• [Task requirements]: Determine which lines of the records include the word "longer", and copy them.

⟨

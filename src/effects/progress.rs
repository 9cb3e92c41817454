use std::f64::consts::PI;

use crate::animation::ease::Ease;
use crate::animation::timeline::{Timeline, Tween};
use crate::effects::direction::{REWIND_DOWN, REWIND_UP};
use crate::foundation::core::{NodeId, Property};
use crate::foundation::error::ScrollfxResult;
use crate::scroll::scroll_to::ScrollTo;
use crate::trigger::region::{Edge, EdgeOffset, Region};
use crate::trigger::registry::{Scrub, Trigger};

/// Class set on the ring container while scrolling up.
pub const SCROLLING_UP_CLASS: &str = "scrolling-up";

/// Progress change per update above which the ring pulses.
pub const PULSE_THRESHOLD: f64 = 0.005;

/// `top top` to `bottom bottom` on the page: the whole scrollable range.
pub fn page_region() -> Region {
    Region {
        start: Edge::new(EdgeOffset::Top, EdgeOffset::Top),
        end: Edge::new(EdgeOffset::Bottom, EdgeOffset::Bottom),
    }
}

/// Circular page-progress indicator: an SVG circle whose dash offset tracks the scroll,
/// tinted by direction, pulsing on fast scrolls.
#[derive(Clone, Copy, Debug, PartialEq)]
pub struct ProgressRing {
    /// Element holding the ring; receives the pulse and the direction class.
    pub container: NodeId,
    /// The stroked circle.
    pub circle: NodeId,
    /// Circle radius in pixels.
    pub radius: f64,
}

impl ProgressRing {
    /// Ring of `radius` px drawn by `circle` inside `container`.
    pub fn new(container: NodeId, circle: NodeId, radius: f64) -> Self {
        Self {
            container,
            circle,
            radius,
        }
    }

    /// Dash length of the full ring.
    pub fn circumference(&self) -> f64 {
        2.0 * PI * self.radius
    }

    /// Scrubbed stroke trigger that also writes the direction tint and class.
    pub fn stroke_trigger(&self) -> Trigger {
        let Self {
            container, circle, ..
        } = *self;
        let animation = Timeline::single(
            Tween::from_to([circle], 1.0)
                .from(Property::StrokeDashoffset, self.circumference())
                .prop(Property::StrokeDashoffset, 0.0),
            Ease::Linear,
        );
        Trigger::page()
            .region(page_region())
            .label("progress-ring")
            .scrub(Scrub::Smoothed(1.0))
            .animation(animation)
            .on_update(move |ctx| {
                let up = ctx.event.direction.is_up();
                let color = if up { REWIND_UP } else { REWIND_DOWN };
                if ctx.surface.is_attached(circle) {
                    ctx.surface.set_property(circle, Property::Stroke, color.into());
                }
                if ctx.surface.is_attached(container) {
                    ctx.surface.set_class(container, SCROLLING_UP_CLASS, up);
                }
            })
    }

    /// Trigger that pulses the container when progress jumps by more than
    /// [`PULSE_THRESHOLD`] between updates.
    pub fn pulse_trigger(&self) -> Trigger {
        let container = self.container;
        let mut last = 0.0;
        Trigger::page()
            .region(page_region())
            .label("progress-pulse")
            .on_update(move |ctx| {
                let progress = ctx.event.progress;
                let jump = (progress - last).abs();
                last = progress;
                if jump > PULSE_THRESHOLD {
                    ctx.play(pulse(container));
                }
            })
    }

    /// Both triggers of the ring.
    pub fn triggers(&self) -> Vec<Trigger> {
        vec![self.stroke_trigger(), self.pulse_trigger()]
    }
}

/// Grow to 1.2 over 0.2 s, then settle elastically back to 1.
pub fn pulse(node: NodeId) -> Timeline {
    let settle = Timeline::single(
        Tween::to([node], 0.3).prop(Property::Scale, 1.0),
        Ease::OutElastic {
            amplitude: 1.0,
            period: 0.5,
        },
    );
    Timeline::single(
        Tween::to([node], 0.2).prop(Property::Scale, 1.2),
        Ease::OutCubic,
    )
    .overwrite(true)
    .then(settle)
}

/// Triggers for a [`ProgressRing`].
pub fn progress_ring(container: NodeId, circle: NodeId, radius: f64) -> Vec<Trigger> {
    ProgressRing::new(container, circle, radius).triggers()
}

/// Smooth scroll back to the top of the page (1.5 s, `power3.inOut`).
pub fn scroll_to_top() -> ScrollfxResult<ScrollTo> {
    ScrollTo::new(0.0, 1.5)
}

#[cfg(test)]
#[path = "../../tests/unit/effects/progress.rs"]
mod tests;
use std::collections::{BTreeMap, BTreeSet};

use crate::foundation::core::{ElementBox, NodeId, Property, PropertyValue};

/// Capability interface to the host page.
///
/// Orchestration code only ever reads geometry and writes style properties through this
/// trait, so it can be driven by a browser binding or by [`InMemorySurface`] in tests.
pub trait Surface {
    /// Height of the visible viewport in pixels.
    fn viewport_height(&self) -> f64;

    /// Total scrollable document height in pixels.
    fn document_height(&self) -> f64;

    /// Document-space box of `node`, or `None` when the node is no longer attached.
    fn element_box(&self, node: NodeId) -> Option<ElementBox>;

    /// Current value of a style property, if the host knows it.
    fn get_property(&self, node: NodeId, prop: Property) -> Option<PropertyValue>;

    /// Write a style property.
    fn set_property(&mut self, node: NodeId, prop: Property, value: PropertyValue);

    /// Toggle a body-level attribute (e.g. `data-scrolled`).
    fn set_body_attribute(&mut self, name: &str, present: bool);

    /// Toggle a class on `node`.
    fn set_class(&mut self, node: NodeId, class: &str, on: bool);

    /// Move the page scroll position.
    fn set_scroll_offset(&mut self, offset: f64);

    /// Whether `node` is still attached to the document.
    fn is_attached(&self, node: NodeId) -> bool {
        self.element_box(node).is_some()
    }

    /// Largest reachable scroll offset.
    fn max_scroll(&self) -> f64 {
        (self.document_height() - self.viewport_height()).max(0.0)
    }
}

/// One recorded [`Surface::set_property`] call.
#[derive(Clone, Debug, PartialEq, serde::Serialize)]
pub struct StyleWrite {
    /// Target node.
    pub node: NodeId,
    /// Written property.
    pub prop: Property,
    /// Written value.
    pub value: PropertyValue,
}

/// In-memory surface for tests, the simulator and debugging.
///
/// Keeps the latest value per `(node, property)` plus an ordered log of every write.
#[derive(Debug, Default)]
pub struct InMemorySurface {
    viewport_height: f64,
    document_height: f64,
    boxes: BTreeMap<NodeId, ElementBox>,
    styles: BTreeMap<(NodeId, Property), PropertyValue>,
    writes: Vec<StyleWrite>,
    detached_writes: usize,
    body_attributes: BTreeSet<String>,
    classes: BTreeSet<(NodeId, String)>,
    scroll_offset: f64,
}

impl InMemorySurface {
    /// Create a surface with the given viewport and document heights.
    pub fn new(viewport_height: f64, document_height: f64) -> Self {
        Self {
            viewport_height,
            document_height,
            ..Self::default()
        }
    }

    /// Builder-style [`InMemorySurface::insert_node`].
    pub fn with_node(mut self, node: NodeId, bounds: ElementBox) -> Self {
        self.insert_node(node, bounds);
        self
    }

    /// Attach (or move) a node.
    pub fn insert_node(&mut self, node: NodeId, bounds: ElementBox) {
        self.boxes.insert(node, bounds);
    }

    /// Detach a node, as if it was removed from the DOM.
    pub fn detach(&mut self, node: NodeId) {
        self.boxes.remove(&node);
    }

    /// Change the viewport height (a resize).
    pub fn set_viewport_height(&mut self, h: f64) {
        self.viewport_height = h;
    }

    /// Latest value written for `(node, prop)`.
    pub fn style(&self, node: NodeId, prop: Property) -> Option<&PropertyValue> {
        self.styles.get(&(node, prop))
    }

    /// Latest numeric value written for `(node, prop)`.
    pub fn number(&self, node: NodeId, prop: Property) -> Option<f64> {
        self.style(node, prop).and_then(PropertyValue::as_number)
    }

    /// Every write in call order.
    pub fn writes(&self) -> &[StyleWrite] {
        &self.writes
    }

    /// Drain the write log, keeping the latest styles.
    pub fn take_writes(&mut self) -> Vec<StyleWrite> {
        std::mem::take(&mut self.writes)
    }

    /// Number of writes recorded so far.
    pub fn write_count(&self) -> usize {
        self.writes.len()
    }

    /// Writes that targeted a node no longer attached (always a bug in the caller).
    pub fn detached_writes(&self) -> usize {
        self.detached_writes
    }

    /// Whether a body attribute is present.
    pub fn has_body_attribute(&self, name: &str) -> bool {
        self.body_attributes.contains(name)
    }

    /// Whether `node` currently carries `class`.
    pub fn has_class(&self, node: NodeId, class: &str) -> bool {
        self.classes.contains(&(node, class.to_owned()))
    }

    /// Last scroll position requested through [`Surface::set_scroll_offset`].
    pub fn scroll_offset(&self) -> f64 {
        self.scroll_offset
    }

    /// Final styles as a flat list, ordered by node then property.
    pub fn snapshot(&self) -> Vec<StyleWrite> {
        self.styles
            .iter()
            .map(|(&(node, prop), value)| StyleWrite {
                node,
                prop,
                value: value.clone(),
            })
            .collect()
    }
}

impl Surface for InMemorySurface {
    fn viewport_height(&self) -> f64 {
        self.viewport_height
    }

    fn document_height(&self) -> f64 {
        self.document_height
    }

    fn element_box(&self, node: NodeId) -> Option<ElementBox> {
        self.boxes.get(&node).copied()
    }

    fn get_property(&self, node: NodeId, prop: Property) -> Option<PropertyValue> {
        self.styles.get(&(node, prop)).cloned()
    }

    fn set_property(&mut self, node: NodeId, prop: Property, value: PropertyValue) {
        if !self.boxes.contains_key(&node) {
            self.detached_writes += 1;
            return;
        }
        self.styles.insert((node, prop), value.clone());
        self.writes.push(StyleWrite { node, prop, value });
    }

    fn set_body_attribute(&mut self, name: &str, present: bool) {
        if present {
            self.body_attributes.insert(name.to_owned());
        } else {
            self.body_attributes.remove(name);
        }
    }

    fn set_class(&mut self, node: NodeId, class: &str, on: bool) {
        if on {
            self.classes.insert((node, class.to_owned()));
        } else {
            self.classes.remove(&(node, class.to_owned()));
        }
    }

    fn set_scroll_offset(&mut self, offset: f64) {
        self.scroll_offset = offset.clamp(0.0, self.max_scroll());
    }
}

#[cfg(test)]
#[path = "../../tests/unit/render/surface.rs"]
mod tests;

⟩

• [Task answer]:
    /// Document-space box of `node`, or `None` when the node is no longer attached.
    /// Writes that targeted a node no longer attached (always a bug in the caller).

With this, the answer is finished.